Task brief:
Copy every line of the data in which the word "QnnConfig" occurs.

---------- Supplied entries

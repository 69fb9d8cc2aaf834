//! Versioned on-disk model format.
//!
//! An artifact holds everything needed to rebuild a trained model and feed
//! it correctly scaled inputs: the circuit shape, all trainable weights and
//! the min-max bounds fitted on the training data.
//!
//! # JSON Format
//!
//! ```json
//! {
//!   "format_version": 1,
//!   "num_qubits": 4,
//!   "reps": 1,
//!   "feature_columns": ["open", "high", ..., "30_day_moving_avg"],
//!   "ansatz_weights": [...8 values...],
//!   "linear": { "weight": 0.42, "bias": -0.1 },
//!   "scaler": { "columns": [{ "column": "open", "min": 1.0, "max": 2.0 }, ...] },
//!   "losses": [...],
//!   "trained_at": "2024-05-01T12:00:00Z"
//! }
//! ```

use chrono::{DateTime, Utc};
use serde::{Deserialize, Serialize};
use std::fs;
use std::io;
use std::path::{Path, PathBuf};
use thiserror::Error;
use types::{BoundsError, FeatureColumn, ScalerBounds};

use crate::QnnError;
use crate::linear::Linear;
use crate::model::{HybridModel, QnnConfig, assemble};

/// Current artifact format.
pub const ARTIFACT_VERSION: u32 = 1;

/// Errors raised while saving or loading an artifact.
#[derive(Debug, Error)]
pub enum ArtifactError {
    #[error("model file not found: {}", .0.display())]
    NotFound(PathBuf),

    #[error("failed to access {}: {source}", path.display())]
    Io {
        path: PathBuf,
        #[source]
        source: io::Error,
    },

    #[error("malformed model file: {0}")]
    Parse(#[from] serde_json::Error),

    #[error("unsupported model format version {found} (expected {expected})")]
    UnsupportedVersion { found: u32, expected: u32 },

    #[error(
        "model was trained with {found_qubits} qubits / {found_reps} reps, \
         service expects {expected_qubits} qubits / {expected_reps} reps"
    )]
    ShapeMismatch {
        expected_qubits: usize,
        expected_reps: usize,
        found_qubits: usize,
        found_reps: usize,
    },

    #[error("model feature columns {found:?} do not match {expected:?}")]
    FeatureMismatch {
        expected: Vec<FeatureColumn>,
        found: Vec<FeatureColumn>,
    },

    #[error("invalid scaler bounds: {0}")]
    Scaler(#[from] BoundsError),

    #[error("invalid model weights: {0}")]
    Model(#[from] QnnError),
}

/// Serialized trained model.
#[derive(Debug, Clone, PartialEq, Serialize, Deserialize)]
pub struct ModelArtifact {
    pub format_version: u32,
    pub num_qubits: usize,
    pub reps: usize,
    pub feature_columns: Vec<FeatureColumn>,
    pub ansatz_weights: Vec<f64>,
    pub linear: Linear,
    pub scaler: ScalerBounds,
    #[serde(default)]
    pub losses: Vec<f64>,
    pub trained_at: DateTime<Utc>,
}

impl ModelArtifact {
    /// Capture a trained model together with its training-time bounds.
    pub fn new(model: &HybridModel, scaler: ScalerBounds, losses: Vec<f64>) -> Self {
        let config = model.config();
        Self {
            format_version: ARTIFACT_VERSION,
            num_qubits: config.num_qubits,
            reps: config.reps,
            feature_columns: FeatureColumn::ALL.to_vec(),
            ansatz_weights: model.ansatz_weights().to_vec(),
            linear: model.head(),
            scaler,
            losses,
            trained_at: Utc::now(),
        }
    }

    /// Write as pretty JSON, creating parent directories.
    pub fn save(&self, path: impl AsRef<Path>) -> Result<(), ArtifactError> {
        let path = path.as_ref();
        let io_err = |source| ArtifactError::Io {
            path: path.to_path_buf(),
            source,
        };
        if let Some(parent) = path.parent().filter(|p| !p.as_os_str().is_empty()) {
            fs::create_dir_all(parent).map_err(io_err)?;
        }
        let json = serde_json::to_string_pretty(self)?;
        fs::write(path, json).map_err(io_err)
    }

    /// Read and structurally validate an artifact.
    pub fn load(path: impl AsRef<Path>) -> Result<Self, ArtifactError> {
        let path = path.as_ref();
        let content = fs::read_to_string(path).map_err(|source| match source.kind() {
            io::ErrorKind::NotFound => ArtifactError::NotFound(path.to_path_buf()),
            _ => ArtifactError::Io {
                path: path.to_path_buf(),
                source,
            },
        })?;
        Self::from_json_str(&content)
    }

    /// Parse and validate an artifact from JSON.
    pub fn from_json_str(json: &str) -> Result<Self, ArtifactError> {
        let artifact: Self = serde_json::from_str(json)?;
        if artifact.format_version != ARTIFACT_VERSION {
            return Err(ArtifactError::UnsupportedVersion {
                found: artifact.format_version,
                expected: ARTIFACT_VERSION,
            });
        }
        if artifact.feature_columns != FeatureColumn::ALL {
            return Err(ArtifactError::FeatureMismatch {
                expected: FeatureColumn::ALL.to_vec(),
                found: artifact.feature_columns,
            });
        }
        artifact.scaler.validate()?;
        Ok(artifact)
    }

    /// Circuit shape recorded in the artifact.
    pub fn qnn_config(&self) -> QnnConfig {
        QnnConfig {
            num_qubits: self.num_qubits,
            reps: self.reps,
        }
    }

    /// Rebuild the model through the shared assembler, requiring the
    /// recorded shape to equal `expected`.
    pub fn into_model(self, expected: &QnnConfig) -> Result<(HybridModel, ScalerBounds), ArtifactError> {
        let found = self.qnn_config();
        if found != *expected {
            return Err(ArtifactError::ShapeMismatch {
                expected_qubits: expected.num_qubits,
                expected_reps: expected.reps,
                found_qubits: found.num_qubits,
                found_reps: found.reps,
            });
        }

        // Random init is immediately overwritten.
        let mut model = assemble(expected, &mut rand::thread_rng())?;
        model.load_weights(self.ansatz_weights, self.linear)?;
        Ok((model, self.scaler))
    }
}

--------------------

Response area:
use crate::model::{HybridModel, QnnConfig, assemble};
    pub fn qnn_config(&self) -> QnnConfig {
        QnnConfig {
    pub fn into_model(self, expected: &QnnConfig) -> Result<(HybridModel, ScalerBounds), ArtifactError> {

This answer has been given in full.